## Stored dataset items
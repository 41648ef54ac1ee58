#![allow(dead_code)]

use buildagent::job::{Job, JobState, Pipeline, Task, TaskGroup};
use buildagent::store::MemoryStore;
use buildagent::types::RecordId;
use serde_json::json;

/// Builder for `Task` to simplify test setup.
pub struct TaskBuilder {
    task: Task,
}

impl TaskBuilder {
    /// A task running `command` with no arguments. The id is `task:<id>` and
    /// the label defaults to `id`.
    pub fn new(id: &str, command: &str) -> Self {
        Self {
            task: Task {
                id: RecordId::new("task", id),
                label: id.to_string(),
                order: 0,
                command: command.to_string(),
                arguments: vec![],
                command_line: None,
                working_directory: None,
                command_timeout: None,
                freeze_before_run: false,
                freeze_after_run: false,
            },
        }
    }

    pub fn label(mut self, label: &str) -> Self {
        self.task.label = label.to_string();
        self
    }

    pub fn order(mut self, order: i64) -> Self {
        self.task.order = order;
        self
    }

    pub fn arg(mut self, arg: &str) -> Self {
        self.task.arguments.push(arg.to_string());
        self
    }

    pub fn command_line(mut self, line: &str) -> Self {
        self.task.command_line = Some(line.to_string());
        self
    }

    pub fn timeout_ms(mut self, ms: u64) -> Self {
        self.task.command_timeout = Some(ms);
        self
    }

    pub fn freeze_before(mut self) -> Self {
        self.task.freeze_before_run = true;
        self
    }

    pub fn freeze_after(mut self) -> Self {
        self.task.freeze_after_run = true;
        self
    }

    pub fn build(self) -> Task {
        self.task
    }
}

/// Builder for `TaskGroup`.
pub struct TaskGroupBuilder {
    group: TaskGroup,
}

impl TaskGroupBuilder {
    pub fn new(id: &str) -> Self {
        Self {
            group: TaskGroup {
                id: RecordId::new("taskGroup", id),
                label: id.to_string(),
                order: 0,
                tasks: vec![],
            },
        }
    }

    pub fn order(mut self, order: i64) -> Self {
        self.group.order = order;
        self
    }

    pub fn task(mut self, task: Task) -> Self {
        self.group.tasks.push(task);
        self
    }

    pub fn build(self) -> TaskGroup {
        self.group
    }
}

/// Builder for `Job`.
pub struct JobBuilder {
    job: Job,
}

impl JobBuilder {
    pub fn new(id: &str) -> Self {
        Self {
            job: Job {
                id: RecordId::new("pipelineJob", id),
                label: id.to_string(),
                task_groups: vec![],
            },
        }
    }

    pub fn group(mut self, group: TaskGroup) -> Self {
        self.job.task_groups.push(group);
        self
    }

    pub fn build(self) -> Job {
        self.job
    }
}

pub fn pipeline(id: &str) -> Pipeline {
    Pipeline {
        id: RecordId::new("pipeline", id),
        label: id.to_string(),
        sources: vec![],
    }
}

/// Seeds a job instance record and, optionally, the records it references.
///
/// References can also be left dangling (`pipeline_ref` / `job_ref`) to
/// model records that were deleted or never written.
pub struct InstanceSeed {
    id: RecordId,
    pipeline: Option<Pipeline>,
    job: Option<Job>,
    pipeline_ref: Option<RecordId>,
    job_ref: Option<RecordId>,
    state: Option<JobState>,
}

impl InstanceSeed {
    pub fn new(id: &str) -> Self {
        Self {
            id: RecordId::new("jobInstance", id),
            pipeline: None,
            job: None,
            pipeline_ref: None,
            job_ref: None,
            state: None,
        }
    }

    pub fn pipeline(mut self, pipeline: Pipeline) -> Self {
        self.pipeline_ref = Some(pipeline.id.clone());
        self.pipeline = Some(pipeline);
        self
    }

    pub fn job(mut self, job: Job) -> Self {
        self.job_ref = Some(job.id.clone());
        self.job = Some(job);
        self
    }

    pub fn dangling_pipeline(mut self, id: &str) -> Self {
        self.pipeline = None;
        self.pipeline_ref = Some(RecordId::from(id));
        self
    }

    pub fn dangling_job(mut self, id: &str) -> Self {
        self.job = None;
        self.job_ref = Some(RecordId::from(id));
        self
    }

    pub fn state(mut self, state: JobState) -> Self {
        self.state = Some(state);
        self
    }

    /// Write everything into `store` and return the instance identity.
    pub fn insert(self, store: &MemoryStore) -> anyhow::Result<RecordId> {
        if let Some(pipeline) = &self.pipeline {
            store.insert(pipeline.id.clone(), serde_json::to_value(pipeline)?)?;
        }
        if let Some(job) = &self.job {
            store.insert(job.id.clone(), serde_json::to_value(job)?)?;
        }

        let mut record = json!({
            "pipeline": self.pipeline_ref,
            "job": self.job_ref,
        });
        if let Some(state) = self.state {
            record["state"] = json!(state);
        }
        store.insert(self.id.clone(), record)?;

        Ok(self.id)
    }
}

* * *

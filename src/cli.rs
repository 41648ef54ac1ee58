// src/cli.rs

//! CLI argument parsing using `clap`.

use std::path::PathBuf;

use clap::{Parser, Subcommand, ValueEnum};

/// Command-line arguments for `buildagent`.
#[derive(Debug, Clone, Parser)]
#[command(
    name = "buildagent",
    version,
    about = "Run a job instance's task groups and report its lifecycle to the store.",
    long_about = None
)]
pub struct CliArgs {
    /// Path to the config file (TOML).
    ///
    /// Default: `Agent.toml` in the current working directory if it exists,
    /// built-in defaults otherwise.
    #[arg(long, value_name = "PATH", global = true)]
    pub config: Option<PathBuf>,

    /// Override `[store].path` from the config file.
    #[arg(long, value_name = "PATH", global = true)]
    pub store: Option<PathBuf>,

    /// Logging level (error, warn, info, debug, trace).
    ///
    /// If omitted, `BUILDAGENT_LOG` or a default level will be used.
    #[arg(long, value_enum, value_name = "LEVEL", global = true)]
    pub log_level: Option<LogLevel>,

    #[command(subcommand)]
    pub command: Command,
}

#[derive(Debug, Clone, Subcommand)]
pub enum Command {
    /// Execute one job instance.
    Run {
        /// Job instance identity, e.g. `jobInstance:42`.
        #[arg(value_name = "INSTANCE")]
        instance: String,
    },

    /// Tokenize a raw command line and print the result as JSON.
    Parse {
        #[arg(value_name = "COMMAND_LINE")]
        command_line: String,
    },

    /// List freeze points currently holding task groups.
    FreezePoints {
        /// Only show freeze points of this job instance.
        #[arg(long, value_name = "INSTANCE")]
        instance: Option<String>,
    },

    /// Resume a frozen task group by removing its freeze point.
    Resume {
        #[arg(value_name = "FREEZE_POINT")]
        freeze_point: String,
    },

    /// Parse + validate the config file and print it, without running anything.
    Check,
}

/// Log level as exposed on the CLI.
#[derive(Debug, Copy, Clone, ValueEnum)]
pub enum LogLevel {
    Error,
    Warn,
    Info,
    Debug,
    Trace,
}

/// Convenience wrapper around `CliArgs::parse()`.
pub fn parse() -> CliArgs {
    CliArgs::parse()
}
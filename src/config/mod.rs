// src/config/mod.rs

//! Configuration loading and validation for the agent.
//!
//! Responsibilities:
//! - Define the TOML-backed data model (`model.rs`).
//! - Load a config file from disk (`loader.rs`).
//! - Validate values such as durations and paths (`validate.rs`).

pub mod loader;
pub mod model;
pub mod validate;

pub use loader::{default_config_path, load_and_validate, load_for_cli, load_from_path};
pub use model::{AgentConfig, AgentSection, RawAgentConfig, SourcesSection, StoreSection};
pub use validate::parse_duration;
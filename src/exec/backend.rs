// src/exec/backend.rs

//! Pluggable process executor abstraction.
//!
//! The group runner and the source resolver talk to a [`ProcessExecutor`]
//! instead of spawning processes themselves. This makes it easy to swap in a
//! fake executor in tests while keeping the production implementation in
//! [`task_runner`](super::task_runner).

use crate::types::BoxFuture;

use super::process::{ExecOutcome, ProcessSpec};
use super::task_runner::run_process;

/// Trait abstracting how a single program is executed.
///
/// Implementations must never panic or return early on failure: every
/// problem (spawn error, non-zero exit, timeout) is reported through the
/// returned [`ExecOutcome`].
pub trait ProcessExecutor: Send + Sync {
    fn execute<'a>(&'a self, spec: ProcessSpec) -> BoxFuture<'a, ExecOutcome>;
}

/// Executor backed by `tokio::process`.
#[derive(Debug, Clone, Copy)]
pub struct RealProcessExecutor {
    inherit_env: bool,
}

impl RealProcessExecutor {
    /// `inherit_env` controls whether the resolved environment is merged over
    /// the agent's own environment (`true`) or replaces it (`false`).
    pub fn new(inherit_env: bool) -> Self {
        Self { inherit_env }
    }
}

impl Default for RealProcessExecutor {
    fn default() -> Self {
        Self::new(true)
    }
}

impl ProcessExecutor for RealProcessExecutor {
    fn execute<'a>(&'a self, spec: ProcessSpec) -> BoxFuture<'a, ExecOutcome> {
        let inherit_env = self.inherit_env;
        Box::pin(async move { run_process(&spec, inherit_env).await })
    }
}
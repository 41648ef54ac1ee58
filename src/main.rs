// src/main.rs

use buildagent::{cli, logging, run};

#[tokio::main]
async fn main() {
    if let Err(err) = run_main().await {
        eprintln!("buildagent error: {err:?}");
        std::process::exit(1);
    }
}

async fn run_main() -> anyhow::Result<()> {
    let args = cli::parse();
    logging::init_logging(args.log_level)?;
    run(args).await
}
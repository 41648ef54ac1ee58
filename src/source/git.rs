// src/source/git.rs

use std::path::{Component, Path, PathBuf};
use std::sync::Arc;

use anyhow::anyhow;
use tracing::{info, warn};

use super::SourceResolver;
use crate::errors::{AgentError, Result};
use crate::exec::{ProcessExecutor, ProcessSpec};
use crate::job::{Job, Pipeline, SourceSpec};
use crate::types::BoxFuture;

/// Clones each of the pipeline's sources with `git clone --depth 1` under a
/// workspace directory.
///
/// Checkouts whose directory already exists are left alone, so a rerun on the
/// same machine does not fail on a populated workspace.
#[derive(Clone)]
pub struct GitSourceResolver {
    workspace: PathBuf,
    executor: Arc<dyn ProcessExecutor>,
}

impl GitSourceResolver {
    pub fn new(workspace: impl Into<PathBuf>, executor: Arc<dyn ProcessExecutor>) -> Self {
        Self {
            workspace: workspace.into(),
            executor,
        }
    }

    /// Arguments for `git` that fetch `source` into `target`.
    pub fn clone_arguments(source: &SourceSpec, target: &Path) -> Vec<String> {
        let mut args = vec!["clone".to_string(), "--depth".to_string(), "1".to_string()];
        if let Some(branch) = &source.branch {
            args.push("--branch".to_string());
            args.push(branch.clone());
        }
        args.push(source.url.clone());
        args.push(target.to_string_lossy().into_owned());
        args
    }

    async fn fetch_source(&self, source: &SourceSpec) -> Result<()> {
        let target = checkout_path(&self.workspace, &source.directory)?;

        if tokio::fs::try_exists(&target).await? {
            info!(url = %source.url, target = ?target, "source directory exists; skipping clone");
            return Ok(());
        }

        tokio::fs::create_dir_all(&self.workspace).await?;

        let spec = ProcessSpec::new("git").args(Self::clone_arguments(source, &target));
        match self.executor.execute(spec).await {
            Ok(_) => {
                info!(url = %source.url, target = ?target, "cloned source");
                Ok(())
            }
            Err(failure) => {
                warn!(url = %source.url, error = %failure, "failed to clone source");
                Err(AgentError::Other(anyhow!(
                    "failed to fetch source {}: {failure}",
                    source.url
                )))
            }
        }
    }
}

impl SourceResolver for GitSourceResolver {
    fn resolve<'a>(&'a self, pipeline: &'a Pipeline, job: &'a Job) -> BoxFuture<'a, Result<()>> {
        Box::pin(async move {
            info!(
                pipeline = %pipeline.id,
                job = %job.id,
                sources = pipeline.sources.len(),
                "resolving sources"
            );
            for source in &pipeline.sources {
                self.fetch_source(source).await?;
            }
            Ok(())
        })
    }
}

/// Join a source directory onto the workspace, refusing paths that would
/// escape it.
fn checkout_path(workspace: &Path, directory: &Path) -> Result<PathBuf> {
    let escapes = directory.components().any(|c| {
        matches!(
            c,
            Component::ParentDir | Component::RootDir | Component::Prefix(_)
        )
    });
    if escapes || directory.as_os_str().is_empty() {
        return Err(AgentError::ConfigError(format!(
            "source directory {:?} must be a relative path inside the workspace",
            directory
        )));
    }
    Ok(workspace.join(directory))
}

## Your instructions
Exactly the lines above from the one with "filename src/cli.rs" to the one with "in the current", both included, are to be quoted; leave the rest out.

## Answer area
filename src/cli.rs
repository 41648ef54ac1ee58
// src/cli.rs

//! CLI argument parsing using `clap`.

use std::path::PathBuf;

use clap::{Parser, Subcommand, ValueEnum};

/// Command-line arguments for `buildagent`.
#[derive(Debug, Clone, Parser)]
#[command(
    name = "buildagent",
    version,
    about = "Run a job instance's task groups and report its lifecycle to the store.",
    long_about = None
)]
pub struct CliArgs {
    /// Path to the config file (TOML).
    ///
    /// Default: `Agent.toml` in the current working directory if it exists,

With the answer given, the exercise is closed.